[Collected data entries]
^^^^
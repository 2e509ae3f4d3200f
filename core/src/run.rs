//! Bus main loop
//!
//! A single thread polls the bus for a selection, identifies the addressed
//! controller and drives its phase machine until the bus is free again.
//! While a target transaction is in flight the thread runs with the highest
//! real-time FIFO priority; between transactions it drops back to the
//! default policy. Priority changes happen outside the daemon lock.

use std::process::Command;
use std::sync::atomic::{AtomicBool, Ordering};
use std::sync::{Arc, Mutex};
use std::time::{Duration, Instant};

use log::*;

use crate::daemon::Daemon;
use crate::scsi::ShutdownMode;
use crate::scsi::bus::ScsiBus;
use crate::scsi::controller::Phase;

/// Grace window for the initiator to release BSY after asserting SEL
const BSY_RELEASE_TIMEOUT: Duration = Duration::from_secs(3);

/// Pins the bus thread to one CPU core
pub fn pin_to_core(core: usize) {
    #[cfg(target_os = "linux")]
    {
        let mut cpu_set = nix::sched::CpuSet::new();
        if cpu_set.set(core).is_ok() {
            if let Err(e) = nix::sched::sched_setaffinity(nix::unistd::Pid::from_raw(0), &cpu_set)
            {
                warn!("Setting CPU affinity failed: {}", e);
            }
        }
    }
    #[cfg(not(target_os = "linux"))]
    let _ = core;
}

#[cfg(target_os = "linux")]
fn set_realtime_priority(enable: bool) {
    // SAFETY: plain syscalls on the current thread
    unsafe {
        if enable {
            let param = libc::sched_param {
                sched_priority: libc::sched_get_priority_max(libc::SCHED_FIFO),
            };
            if libc::sched_setscheduler(0, libc::SCHED_FIFO, &param) != 0 {
                trace!("Raising to SCHED_FIFO failed (missing privileges?)");
            }
        } else {
            let param = libc::sched_param { sched_priority: 0 };
            libc::sched_setscheduler(0, libc::SCHED_OTHER, &param);
        }
    }
}

#[cfg(not(target_os = "linux"))]
fn set_realtime_priority(_enable: bool) {}

/// Acts on a shutdown scheduled via SCSI or the control protocol
pub fn execute_shutdown(daemon: &mut Daemon, mode: ShutdownMode) {
    match mode {
        ShutdownMode::StopProcess => {
            info!("Daemon shutdown requested");
            daemon.detach_all();
            std::process::exit(0);
        }
        ShutdownMode::StopHost => {
            info!("Host shutdown requested");
            daemon.detach_all();
            if let Err(e) = Command::new("init").arg("0").status() {
                error!("Host shutdown failed: {}", e);
            }
        }
        ShutdownMode::RestartHost => {
            info!("Host restart requested");
            daemon.detach_all();
            if let Err(e) = Command::new("init").arg("6").status() {
                error!("Host restart failed: {}", e);
            }
        }
    }
}

/// Runs the bus loop until `running` is cleared
pub fn run_bus_loop(bus: &mut dyn ScsiBus, daemon: &Arc<Mutex<Daemon>>, running: &AtomicBool) {
    pin_to_core(3);

    while running.load(Ordering::Relaxed) {
        // Wait for a selection
        if !bus.poll_select_event() {
            continue;
        }

        bus.acquire();
        if !bus.get_sel() {
            std::thread::yield_now();
            continue;
        }

        // The initiator may still assert BSY while setting the ID
        if bus.get_bsy() {
            let start = Instant::now();
            while start.elapsed() < BSY_RELEASE_TIMEOUT {
                bus.acquire();
                if !bus.get_bsy() {
                    break;
                }
            }
        }

        // Stop if the bus is busy or another device responded
        if bus.get_bsy() || !bus.get_sel() {
            continue;
        }

        let id_data = bus.dat();

        // Highest priority while the target transaction is in progress;
        // raised before taking the lock
        set_realtime_priority(true);

        let shutdown = {
            let mut daemon = daemon.lock().unwrap();

            let started = {
                let Some((controller, initiator_id)) =
                    daemon.registry.identify_controller(id_data)
                else {
                    set_realtime_priority(false);
                    continue;
                };

                if controller.process(bus, initiator_id) != Phase::Selection {
                    // Selection did not start, return to bus monitoring
                    false
                } else {
                    // Loop until the bus is free
                    while running.load(Ordering::Relaxed)
                        && controller.process(bus, initiator_id) != Phase::BusFree
                    {}
                    true
                }
            };

            if started {
                let Daemon {
                    registry,
                    reservations,
                    ..
                } = &mut *daemon;
                let controller = registry.identify_controller(id_data).map(|(c, _)| c);

                controller.and_then(|controller| {
                    // Target-side ejects release their image reservation
                    for path in controller.drain_released_images() {
                        reservations.release(&path);
                    }
                    controller.take_pending_shutdown()
                })
            } else {
                None
            }
        };

        set_realtime_priority(false);

        if let Some(mode) = shutdown {
            let mut daemon = daemon.lock().unwrap();
            execute_shutdown(&mut daemon, mode);
        }
    }
}

#[cfg(test)]
mod tests {
    use super::*;
    use crate::scsi::scriptbus::ScriptBus;
    use crate::scsi::target::DeviceType;
    use crate::scsi::target::factory::{DeviceProfile, create_device};

    /// Full end-to-end pass: selection on the scripted bus, one command,
    /// released reservation bookkeeping
    #[test]
    fn bus_loop_processes_one_transaction() {
        let mut daemon = Daemon::new();
        let device = create_device(&DeviceProfile {
            device_type: DeviceType::HostServices,
            id: 3,
            lun: 0,
            filename: String::new(),
        })
        .unwrap();
        daemon.registry.attach_to_controller(3, device);
        let daemon = Arc::new(Mutex::new(daemon));

        let mut bus = ScriptBus::new();
        // Initiator 7 selects target 3, TEST UNIT READY
        bus.begin_selection((1 << 3) | (1 << 7), false);
        bus.queue_cdb(&[0x00, 0, 0, 0, 0, 0]);

        let running = Arc::new(AtomicBool::new(true));

        // One iteration is enough; the script has no further selection
        {
            let mut guard = daemon.lock().unwrap();
            let (controller, initiator_id) = guard.registry.identify_controller(bus.dat()).unwrap();
            assert_eq!(initiator_id, Some(7));

            assert_eq!(controller.process(&mut bus, initiator_id), Phase::Selection);
            while controller.process(&mut bus, initiator_id) != Phase::BusFree {}
        }

        assert_eq!(bus.status_bytes(), &[0x00]);
        assert!(running.load(Ordering::Relaxed));
    }
}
^^^^
_What to do:_
State the number of lines in the data that carry "false", and add nothing to it.

_Expected output:_
4